During the hearing, Kansans asked members of the Robert G. Bethell Joint Committee on Home and Community Based Services and KanCare Oversight for system reform.
Kansans have raised the alarm about the Intellectual and Developmental Disabilities waiver program multiple times. They include parents Richard and Anna Elskamp, who have given testimony to the committee in the past few months on behalf of their 22-year-old daughter, Sheridan.
Sheridan is mentally 6 years old and has sensory issues, a history of seizures, behavioral issues, and communication delays, according to the Elskamps. They work full time, and payment for her day care is very expensive. Sheridan was placed on the Intellectual and Developmental Disabilities waiver program waitlist in 2013 and is still waiting for help.

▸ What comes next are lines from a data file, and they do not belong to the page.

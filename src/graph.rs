//! Import graph closure over the packages available locally.
//!
//! [`find_missing`] walks from a set of roots and reports every reachable
//! import path that is not yet available. Subtrees found to be complete are
//! remembered by the caller-owned memo, so a loop that fetches one missing
//! path at a time only re-walks the parts of the graph that changed.

use crate::error::{Result, VendorError};
use crate::fileutils::should_skip;
use crate::importpath::{join, looks_remote};
use crate::imports::{find_vendor, parse_go_imports};
use crate::manifest::Manifest;
use std::collections::{BTreeMap, BTreeSet, HashSet};
use std::fs;
use std::path::Path;
use walkdir::WalkDir;

pub trait ImportGraph {
    /// Imports of a locally available package, or `None` when it has to be fetched.
    fn imports(&self, path: &str) -> Result<Option<Vec<String>>>;
}

impl ImportGraph for BTreeMap<String, Vec<String>> {
    fn imports(&self, path: &str) -> Result<Option<Vec<String>>> {
        Ok(self.get(path).cloned())
    }
}

/// Sorted import paths reachable from `roots` that the graph does not have.
///
/// `satisfied` holds packages whose whole subtree is available; it is read
/// and extended, and may be reused across calls while the graph only grows.
pub fn find_missing(
    roots: &[String],
    graph: &impl ImportGraph,
    satisfied: &mut HashSet<String>,
) -> Result<BTreeSet<String>> {
    let mut walk = Walk {
        graph,
        satisfied,
        stack: Vec::new(),
        incomplete: HashSet::new(),
        missing: BTreeSet::new(),
    };
    for root in roots {
        walk.visit(root)?;
    }
    Ok(walk.missing)
}

struct Walk<'a, G> {
    graph: &'a G,
    satisfied: &'a mut HashSet<String>,
    stack: Vec<String>,
    incomplete: HashSet<String>,
    missing: BTreeSet<String>,
}

impl<G: ImportGraph> Walk<'_, G> {
    /// Returns whether everything below `path` is available.
    fn visit(&mut self, path: &str) -> Result<bool> {
        if self.satisfied.contains(path) {
            return Ok(true);
        }
        if self.stack.iter().any(|p| p == path) {
            return Err(VendorError::CycleDetected {
                path: path.to_string(),
                stack: self.stack.clone(),
            });
        }
        if self.incomplete.contains(path) || self.missing.contains(path) {
            return Ok(false);
        }
        let Some(imports) = self.graph.imports(path)? else {
            self.missing.insert(path.to_string());
            return Ok(false);
        };

        self.stack.push(path.to_string());
        let mut complete = true;
        for imp in &imports {
            complete &= self.visit(imp)?;
        }
        self.stack.pop();

        if complete {
            self.satisfied.insert(path.to_string());
        } else {
            self.incomplete.insert(path.to_string());
        }
        Ok(complete)
    }
}

/// Import paths of every Go package at or below `path` in the vendor tree.
///
/// Nested `vendor/` and `testdata` directories are not descended into;
/// vendored packages are reached through the imports that resolve to them.
pub fn package_paths(vendor_dir: &Path, path: &str, tests: bool) -> Result<Vec<String>> {
    let root = path.split('/').fold(vendor_dir.to_path_buf(), |acc, seg| acc.join(seg));
    if !root.is_dir() {
        return Ok(Vec::new());
    }
    let walker = WalkDir::new(&root).into_iter().filter_entry(|entry| {
        if entry.depth() == 0 {
            return true;
        }
        let is_dir = entry.file_type().is_dir();
        if is_dir && ["vendor", "testdata", "_testdata"].iter().any(|n| entry.file_name() == *n) {
            return false;
        }
        let rel = entry.path().strip_prefix(&root).unwrap_or(entry.path());
        !should_skip(rel, is_dir, tests, false)
    });

    let mut packages = BTreeSet::new();
    for entry in walker {
        let entry = entry.map_err(|e| {
            let at = e.path().unwrap_or(&root).to_path_buf();
            VendorError::fs(at, e.into())
        })?;
        if entry.file_type().is_dir() || !entry.file_name().to_string_lossy().ends_with(".go") {
            continue;
        }
        let Some(dir) = entry.path().parent() else {
            continue;
        };
        let rel = dir.strip_prefix(&root).unwrap_or(dir);
        let mut import = path.to_string();
        for seg in rel.components() {
            import.push('/');
            import.push_str(&seg.as_os_str().to_string_lossy());
        }
        packages.insert(import);
    }
    Ok(packages.into_iter().collect())
}

/// The packages under a vendor directory, as recorded by its manifest.
///
/// Paths that do not look remote are treated as standard library and have
/// no edges. A vendored package's edges are the imports of the Go files
/// directly in its directory.
pub struct VendorGraph<'a> {
    vendor_dir: &'a Path,
    manifest: &'a Manifest,
    local_prefixes: &'a [String],
    tests: bool,
}

impl<'a> VendorGraph<'a> {
    pub fn new(
        vendor_dir: &'a Path,
        manifest: &'a Manifest,
        local_prefixes: &'a [String],
        tests: bool,
    ) -> Self {
        Self {
            vendor_dir,
            manifest,
            local_prefixes,
            tests,
        }
    }
}

impl ImportGraph for VendorGraph<'_> {
    fn imports(&self, path: &str) -> Result<Option<Vec<String>>> {
        if !looks_remote(path, self.local_prefixes) {
            return Ok(Some(Vec::new()));
        }
        if !self.manifest.has_importpath(path) {
            return Ok(None);
        }
        let dir = path.split('/').fold(self.vendor_dir.to_path_buf(), |acc, seg| acc.join(seg));
        let Ok(entries) = fs::read_dir(&dir) else {
            return Ok(None);
        };

        let mut found = false;
        let mut out = BTreeSet::new();
        for entry in entries.flatten() {
            let name = entry.file_name().to_string_lossy().to_string();
            let is_file = entry.file_type().map(|t| t.is_file()).unwrap_or(false);
            if !is_file || !name.ends_with(".go") || name.starts_with(['.', '_']) {
                continue;
            }
            if !self.tests && name.ends_with("_test.go") {
                continue;
            }
            found = true;
            let file = entry.path();
            let content = fs::read_to_string(&file).map_err(|e| VendorError::fs(&file, e))?;
            let imports = parse_go_imports(&content)
                .map_err(|reason| VendorError::ImportParse { file, reason })?;
            for mut imp in imports {
                if imp.starts_with("./") || imp.starts_with("../") {
                    imp = join(&[path, &imp]);
                }
                if let Some(vp) = find_vendor(self.vendor_dir, &dir, &imp) {
                    imp = vp;
                }
                // a vendored package importing itself through its own vendor tree
                if imp != path {
                    out.insert(imp);
                }
            }
        }
        Ok(found.then(|| out.into_iter().collect()))
    }
}
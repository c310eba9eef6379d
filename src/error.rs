//! Error taxonomy shared by the vendoring engine.
//!
//! Command handlers wrap these in `anyhow` for reporting; the core keeps them
//! typed so callers can tell a user mistake from an internal invariant failure.

use std::path::PathBuf;

pub type Result<T, E = VendorError> = std::result::Result<T, E>;

#[derive(thiserror::Error, Debug)]
pub enum VendorError {
    /// Conflicting flags, missing arguments, refused targets.
    #[error("{0}")]
    UserInput(String),

    #[error("{0} is already vendored")]
    AlreadyVendored(String),

    #[error("cannot resolve repository for {path}: {reason}")]
    RepositoryResolution { path: String, reason: String },

    #[error("checkout of {url} failed: {reason}")]
    Checkout { url: String, reason: String },

    /// Duplicate or overlapping manifest entry. Never expected from the resolver.
    #[error("manifest consistency violated: {0}")]
    ManifestConsistency(String),

    #[error("dependency {0} not found in manifest")]
    DependencyNotFound(String),

    #[error("manifest {} does not exist", .0.display())]
    ManifestNotFound(PathBuf),

    #[error("manifest {} is malformed: {source}", path.display())]
    ManifestCorrupt {
        path: PathBuf,
        #[source]
        source: serde_json::Error,
    },

    #[error("unable to derive the root repo import path: {subpath:?} is not a suffix of {importpath}")]
    Derivation { importpath: String, subpath: String },

    #[error("failed to parse imports of {}: {reason}", file.display())]
    ImportParse { file: PathBuf, reason: String },

    #[error("{}: {source}", path.display())]
    Filesystem {
        path: PathBuf,
        #[source]
        source: std::io::Error,
    },

    #[error("{url}: {reason}")]
    Network { url: String, reason: String },

    /// Context added once while unwinding a recursive fetch.
    #[error("{importpath}: {source}")]
    InDependency {
        importpath: String,
        #[source]
        source: Box<VendorError>,
    },

    #[error("failed to fetch {0} dependencies")]
    RestoreFailed(usize),

    #[error("import cycle at {path} (expanding {})", stack.join(" -> "))]
    CycleDetected { path: String, stack: Vec<String> },
}

impl VendorError {
    pub fn fs(path: impl Into<PathBuf>, source: std::io::Error) -> Self {
        VendorError::Filesystem {
            path: path.into(),
            source,
        }
    }

    pub fn user(msg: impl Into<String>) -> Self {
        VendorError::UserInput(msg.into())
    }

    /// Attach the failing import path unless a deeper level already did.
    pub fn within(self, importpath: &str) -> Self {
        match self {
            wrapped @ VendorError::InDependency { .. } => wrapped,
            other => VendorError::InDependency {
                importpath: importpath.to_string(),
                source: Box::new(other),
            },
        }
    }
}
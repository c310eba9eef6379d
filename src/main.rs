//! # gvend CLI Entry Point
//!
//! This is the main executable for the `gvend` command-line tool.
//! It parses CLI arguments using clap and routes commands to the handlers in
//! [`gvend::deps`]. One download cache lives for the whole invocation and is
//! flushed before exit, whatever the command's outcome.
//!
//! ## Command Structure
//!
//! - **Vendoring**: `fetch`, `update`, `delete`, `purge`
//! - **Manifest**: `list`, `freeze`, `restore` (alias `rebuild`)
//! - **Shell**: `completion`

use anyhow::{Context, Result};
use clap::{CommandFactory, Parser, Subcommand};
use clap_complete::{Shell, generate};
use colored::*;
use env_logger::Env;
use std::sync::Arc;

use gvend::config::Workspace;
use gvend::deps::{self, DeleteOptions, FetchOptions, Fetcher, RestoreOptions};
use gvend::downloader::Downloader;
use gvend::vcs::VcsResolver;

#[derive(Parser)]
#[command(name = "gvend")]
#[command(about = "Vendor remote Go packages with pinned provenance", version = env!("CARGO_PKG_VERSION"))]
#[command(long_about = None)]
#[command(propagate_version = true)]
struct Cli {
    /// Log cache and resolver decisions (GVEND_LOG overrides)
    #[arg(short, long, global = true)]
    verbose: bool,

    #[command(subcommand)]
    command: Commands,
}

#[derive(Subcommand)]
enum Commands {
    /// Fetch a remote package and its dependencies into vendor/
    Fetch {
        /// Import path, optionally with a scheme (https://, ssh://, ...)
        importpath: String,
        /// Branch of the repository to use
        #[arg(long, default_value = "")]
        branch: String,
        /// Tag of the repository to use
        #[arg(long, default_value = "", conflicts_with = "revision")]
        tag: String,
        /// Revision of the repository to use
        #[arg(long, default_value = "")]
        revision: String,
        /// Do not fetch dependencies recursively
        #[arg(long)]
        no_recurse: bool,
        /// Allow the use of insecure protocols
        #[arg(long)]
        precaire: bool,
        /// Include test files
        #[arg(short = 't')]
        tests: bool,
        /// Include all files, not only those needed to build
        #[arg(short = 'a')]
        all: bool,
    },
    /// Update dependencies to the tip of their branch
    Update {
        importpath: Option<String>,
        /// Update every dependency in the manifest
        #[arg(long)]
        all: bool,
        /// Do not fetch newly required dependencies
        #[arg(long)]
        no_recurse: bool,
        /// Allow the use of insecure protocols
        #[arg(long)]
        precaire: bool,
    },
    /// Remove dependencies from the manifest and vendor/
    Delete {
        importpath: Option<String>,
        /// Remove every dependency
        #[arg(long)]
        all: bool,
        /// Also remove dependencies below the import path
        #[arg(long)]
        recurse: bool,
    },
    /// List vendored dependencies
    List {
        /// Output template, e.g. '{{.Importpath}} {{.Revision}}'
        #[arg(short = 'f', long = "format", default_value = deps::DEFAULT_FORMAT)]
        format: String,
        /// Only dependencies no project file imports
        #[arg(long)]
        orphan: bool,
    },
    /// Download every dependency listed in the manifest
    #[command(alias = "rebuild")]
    Restore {
        /// Allow the use of insecure protocols
        #[arg(long)]
        precaire: bool,
        /// Parallel downloads [default: 8, or restore.connections in gvend.toml]
        #[arg(long)]
        connections: Option<usize>,
    },
    /// Remove dependencies nothing in the project imports
    Purge,
    /// Pin dependencies so update leaves them alone
    Freeze {
        importpath: Option<String>,
        /// Freeze every dependency
        #[arg(long)]
        all: bool,
    },
    /// Generate shell completion scripts
    Completion {
        #[arg(value_enum)]
        shell: Shell,
    },
}

fn run(command: &Commands, ws: &Workspace, dl: &Downloader) -> Result<()> {
    match command {
        Commands::Fetch {
            importpath,
            branch,
            tag,
            revision,
            no_recurse,
            precaire,
            tests,
            all,
        } => {
            let opts = FetchOptions {
                branch: branch.clone(),
                tag: tag.clone(),
                revision: revision.clone(),
                no_recurse: *no_recurse,
                insecure: *precaire,
                tests: *tests,
                all: *all,
            };
            Fetcher::new(ws, dl)
                .fetch(importpath, &opts)
                .with_context(|| format!("fetch {importpath}"))?;
            println!("{} Vendored {}", "✓".green(), importpath.bold());
            Ok(())
        }
        Commands::Update {
            importpath,
            all,
            no_recurse,
            precaire,
        } => {
            let opts = FetchOptions {
                no_recurse: *no_recurse,
                insecure: *precaire,
                ..Default::default()
            };
            println!("{} Checking for updates...", "📦".blue());
            deps::update_dependencies(ws, dl, importpath.as_deref(), *all, &opts)?;
            println!("{} Dependencies updated.", "✓".green());
            Ok(())
        }
        Commands::Delete {
            importpath,
            all,
            recurse,
        } => {
            let opts = DeleteOptions {
                all: *all,
                recurse: *recurse,
            };
            deps::delete_dependencies(ws, importpath.as_deref(), opts)?;
            Ok(())
        }
        Commands::List { format, orphan } => {
            for line in deps::list_dependencies(ws, format, *orphan)? {
                println!("{line}");
            }
            Ok(())
        }
        Commands::Restore {
            precaire,
            connections,
        } => {
            let opts = RestoreOptions {
                insecure: *precaire,
                connections: connections.unwrap_or(ws.config.restore.connections),
            };
            deps::restore(ws, dl, &opts)?;
            Ok(())
        }
        Commands::Purge => {
            deps::purge_dependencies(ws)?;
            Ok(())
        }
        Commands::Freeze { importpath, all } => {
            deps::freeze_dependencies(ws, importpath.as_deref(), *all)?;
            Ok(())
        }
        Commands::Completion { shell } => {
            let mut cmd = Cli::command();
            let bin_name = cmd.get_name().to_string();
            generate(*shell, &mut cmd, bin_name, &mut std::io::stdout());
            Ok(())
        }
    }
}

fn main() {
    let cli = Cli::parse();

    let default_level = if cli.verbose { "debug" } else { "warn" };
    env_logger::Builder::from_env(Env::new().filter_or("GVEND_LOG", default_level)).init();

    let dl = Downloader::new(Arc::new(VcsResolver));
    let result = std::env::current_dir()
        .context("Failed to read the current directory")
        .and_then(|root| Workspace::discover(&root))
        .and_then(|ws| run(&cli.command, &ws, &dl));

    // checkouts are removed even when the command failed
    let flushed = dl.flush();
    let result = match (result, flushed) {
        (Ok(()), Err(e)) => Err(anyhow::Error::new(e).context("Failed to remove temporary checkouts")),
        (result, _) => result,
    };

    if let Err(e) = result {
        eprintln!("{} {:#}", "x".red(), e);
        std::process::exit(1);
    }
}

As of Jan. 13, 4,813 Kansans were on the waiting list for the program, marking a 19.2% increase from the previous two years, according to the Kansas Council on Developmental Disabilities. The organization said wait times were about a decade.
The Elskamps urged the Legislature to use the state’s surplus to fund the program.
“Do it now with the huge amount of dollars available, and make it a required part of all future spending as it should be,” their testimony read. “No one should have to wait years for the benefits they rightfully deserve.”
Nursing homes also need more staff, said Rachel Monger, CEO of LeadingAge Kansas, in testimony to the committee. According to the organization’s data, 47 long-term care facilities have closed or reduced services in the state, with dementia care units at high risk of shutting down.
With the aging workforce shrinking by more than 10% and labor costs increasing, Monger said providers in the organization haven’t been able to keep up with demand. She said it would become an even greater challenge in upcoming years. LeadingAge estimates that the population of people aged 65 or older will increase by 208,000 in the next 10 years.
“The vast majority of these senior Kansans will need long-term care services and supports,” Monger said. “At a time when our state needs to be growing long term care options and investing in a senior care workforce, we are instead contracting in every direction.”
The Kansas Health Care Association and the Kansas Center for Assisted Living, the largest nursing home trade association in Kansas, said there has been a loss of more than 1,000 nursing home beds since the start of 2020, with 19 nursing homes shut down. CEO Linda MowBray asked the state to patch up gaps in Medicaid coverage and fully fund nursing homes.
While the state still has significant shortages of mental health care workers, Kansas Department of Aging and Disability Services Secretary Laura Howard gave updates about governmental solutions to the gaps.
One of the issues with mental health shortages is that a lack of space in psychiatric facilities has forced community hospitals and jails to provide housing and care for mentally unstable patients without reimbursement. People deemed a danger to themselves or others are processed by a district attorney’s office and sent to the county jail until a hospital bed is ready. Some inmates wait for months to be admitted to state psychiatric facilities.
To open up more space, legislative leaders partnered with Gov. Laura Kelly to endorse the allocation of $15 million for planning a 50-bed minimum psychiatric hospital, likely to be located in Sedgwick County, with room for expansion.
Lawmakers have also floated the idea of a $5 million fund for a two-year pilot program that would reimburse hospitals and jails that have been housing patients waiting to transfer to state hospitals.
Rep. Brenda Landwehr, R- Wichita, said the focus should be on creating more mental health beds.
“That expansion beyond 50 beds has just got to be a huge, huge piece that’s laid out in there,” Landwehr said. “I’m not even sure if a hundred is enough. Can we staff that? Not right now, but that’s where we have to be.”